Exercise description: Among the entries that follow, the required portion opens with the line containing "let mut all" and closes with the line containing "let mut cur_target = 0;". Give that portion again exactly, and nothing else.

*** Opening Input ***

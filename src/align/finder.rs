use std::cmp::Reverse;

use anyhow::Result;

use crate::index::kmer::{longest_exact_match, KmerIndex};

pub const DEFAULT_FINDER_WORD_SIZE: usize = 6;

/// 单个区间内候选片段超过这个数就放弃该区间
const MAX_GAP_CANDIDATES: usize = 24;

/// 一段连续的精确匹配
#[derive(Debug, Clone, Copy, PartialEq, Eq)]
pub struct AlignedSegment {
    pub query_index: usize,
    pub target_index: usize,
    pub length: usize,
}

impl AlignedSegment {
    #[inline]
    pub fn query_end(&self) -> usize {
        self.query_index + self.length
    }

    #[inline]
    pub fn target_end(&self) -> usize {
        self.target_index + self.length
    }
}

/// query 与参考序列上一对对应的未覆盖区间
#[derive(Debug, Clone, Copy, PartialEq, Eq)]
pub struct Gap {
    pub query_start: usize,
    pub query_end: usize,
    pub target_start: usize,
    pub target_end: usize,
}

impl Gap {
    pub fn query_len(&self) -> usize {
        self.query_end - self.query_start
    }

    pub fn target_len(&self) -> usize {
        self.target_end - self.target_start
    }
}

/// 按 query 位置排序、互不重叠的片段集合；分数为 Σ length²
#[derive(Debug, Clone, PartialEq, Eq, Default)]
pub struct Alignment {
    pub segments: Vec<AlignedSegment>,
    pub score: usize,
}

impl Alignment {
    fn from_segments(mut segments: Vec<AlignedSegment>) -> Self {
        segments.sort_by_key(|s| s.query_index);
        let score = segments.iter().map(|s| s.length * s.length).sum();
        Self { segments, score }
    }

    pub fn is_empty(&self) -> bool {
        self.segments.is_empty()
    }

    /// 相邻片段之间的内部区间
    pub fn gaps(&self) -> Vec<Gap> {
        self.segments
            .windows(2)
            .map(|w| Gap {
                query_start: w[0].query_end(),
                query_end: w[1].query_index,
                target_start: w[0].target_end(),
                target_end: w[1].target_index,
            })
            .collect()
    }

    pub fn query_start(&self) -> usize {
        self.segments.first().map_or(0, |s| s.query_index)
    }

    pub fn query_end(&self) -> usize {
        self.segments.last().map_or(0, AlignedSegment::query_end)
    }

    pub fn target_start(&self) -> usize {
        self.segments.first().map_or(0, |s| s.target_index)
    }

    pub fn target_end(&self) -> usize {
        self.segments.last().map_or(0, AlignedSegment::target_end)
    }

    pub fn query_length(&self) -> usize {
        self.query_end() - self.query_start()
    }

    pub fn target_length(&self) -> usize {
        self.target_end() - self.target_start()
    }

    /// 所有片段长度之和
    pub fn match_size(&self) -> usize {
        self.segments.iter().map(|s| s.length).sum()
    }
}

/// 在固定参考序列上，把若干精确命中拼成一个打分最高的多片段比对。
/// 贪心的最优优先搜索，不保证全局最优。
#[derive(Debug, Clone)]
pub struct AlignmentFinder {
    index: KmerIndex,
    min_segment_length: usize,
}

impl AlignmentFinder {
    /// `min_segment_length` 为 None 时取单词长度
    pub fn new(reference: &[u8], word_size: usize, min_segment_length: Option<usize>) -> Result<Self> {
        let index = KmerIndex::build(reference, word_size)?;
        let min_segment_length = min_segment_length.unwrap_or(index.word_length()).max(1);
        Ok(Self { index, min_segment_length })
    }

    pub fn reference(&self) -> &[u8] {
        self.index.characters()
    }

    pub fn min_segment_length(&self) -> usize {
        self.min_segment_length
    }

    pub fn align(&self, query: &[u8]) -> Option<Alignment> {
        let mut best: Option<Alignment> = None;
        // 栈顶是下一个要展开的候选（等价于把新候选插到工作表最前面）
        let mut stack = vec![Alignment::default()];
        while let Some(candidate) = stack.pop() {
            let children = self.next_alignments(query, &candidate);
            if !candidate.is_empty() && best.as_ref().map_or(true, |b| candidate.score > b.score) {
                best = Some(candidate);
            }
            stack.extend(children.into_iter().rev());
        }
        best
    }

    fn next_alignments(&self, query: &[u8], so_far: &Alignment) -> Vec<Alignment> {
        let mut segs: Vec<AlignedSegment> = Vec::new();
        for gap in self.find_gaps(query, so_far) {
            segs.extend(self.segments_in_gap(query, &gap));
        }
        segs.sort_by_key(|s| Reverse(s.length));
        segs.into_iter()
            .map(|seg| {
                let mut all = so_far.segments.clone();
                all.push(seg);
                Alignment::from_segments(all)
            })
            .collect()
    }

    /// 包括首尾在内的所有区间，两侧都至少能放下一个最短片段
    fn find_gaps(&self, query: &[u8], a: &Alignment) -> Vec<Gap> {
        let mut gaps = Vec::with_capacity(a.segments.len() + 1);
        let mut cur_query = 0;
        let mut cur_target = 0;
        for s in &a.segments {
            gaps.push(Gap { query_start: cur_query, query_end: s.query_index, target_start: cur_target, target_end: s.target_index });
            cur_query = s.query_end();
            cur_target = s.target_end();
        }
        gaps.push(Gap {
            query_start: cur_query,
            query_end: query.len(),
            target_start: cur_target,
            target_end: self.index.len(),
        });
        let min = self.min_segment_length;
        gaps.retain(|g| g.query_len() >= min && g.target_len() >= min);
        gaps
    }

    fn segments_in_gap(&self, query: &[u8], gap: &Gap) -> Vec<AlignedSegment> {
        let ws = self.index.word_length();
        let min_len = self.min_segment_length as isize;
        let check_every = self.min_segment_length.saturating_sub(ws).max(1);
        let mut sites: Vec<usize> = (gap.query_start..gap.query_end).step_by(check_every).collect();
        if let Some(last) = gap.query_end.checked_sub(check_every) {
            if last >= gap.query_start && sites.last() != Some(&last) {
                sites.push(last);
            }
        }

        let reference = self.index.characters();
        let mut candidates: Vec<AlignedSegment> = Vec::new();
        let contained = |cands: &[AlignedSegment], q: usize, t: usize, len: usize| {
            cands.iter().any(|c| {
                q >= c.query_index && q + len <= c.query_end() && t >= c.target_index && t + len <= c.target_end()
            })
        };

        for site in sites {
            if site + ws > query.len() {
                continue;
            }
            for &seg_index in self.index.hits(&query[site..site + ws]) {
                if seg_index < gap.target_start || seg_index + ws > gap.target_end {
                    continue;
                }
                if contained(&candidates, site, seg_index, ws) {
                    continue;
                }
                let (left, right) = longest_exact_match(query, (site, ws), reference, (seg_index, ws));
                // 延伸不能越出当前区间
                let left = left.min(site - gap.query_start).min(seg_index - gap.target_start) as isize;
                let right = (right as isize)
                    .min(gap.query_end as isize - (site + ws) as isize)
                    .min((gap.target_end - (seg_index + ws)) as isize);
                let match_len = left + right + ws as isize;
                if match_len < min_len {
                    continue;
                }
                let q = (site as isize - left) as usize;
                let t = (seg_index as isize - left) as usize;
                let len = match_len as usize;
                if contained(&candidates, q, t, len) {
                    continue;
                }
                debug_assert!(q >= gap.query_start && q + len <= gap.query_end);
                debug_assert!(t >= gap.target_start && t + len <= gap.target_end);
                candidates.push(AlignedSegment { query_index: q, target_index: t, length: len });
                if candidates.len() > MAX_GAP_CANDIDATES {
                    log::trace!("gap {:?} has too many candidates, abandoning", gap);
                    return Vec::new();
                }
            }
        }
        candidates
    }
}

*** Closing Input ***

Result below:
                let mut all = so_far.segments.clone();
                all.push(seg);
                Alignment::from_segments(all)
            })
            .collect()
    }

    /// 包括首尾在内的所有区间，两侧都至少能放下一个最短片段
    fn find_gaps(&self, query: &[u8], a: &Alignment) -> Vec<Gap> {
        let mut gaps = Vec::with_capacity(a.segments.len() + 1);
        let mut cur_query = 0;
        let mut cur_target = 0;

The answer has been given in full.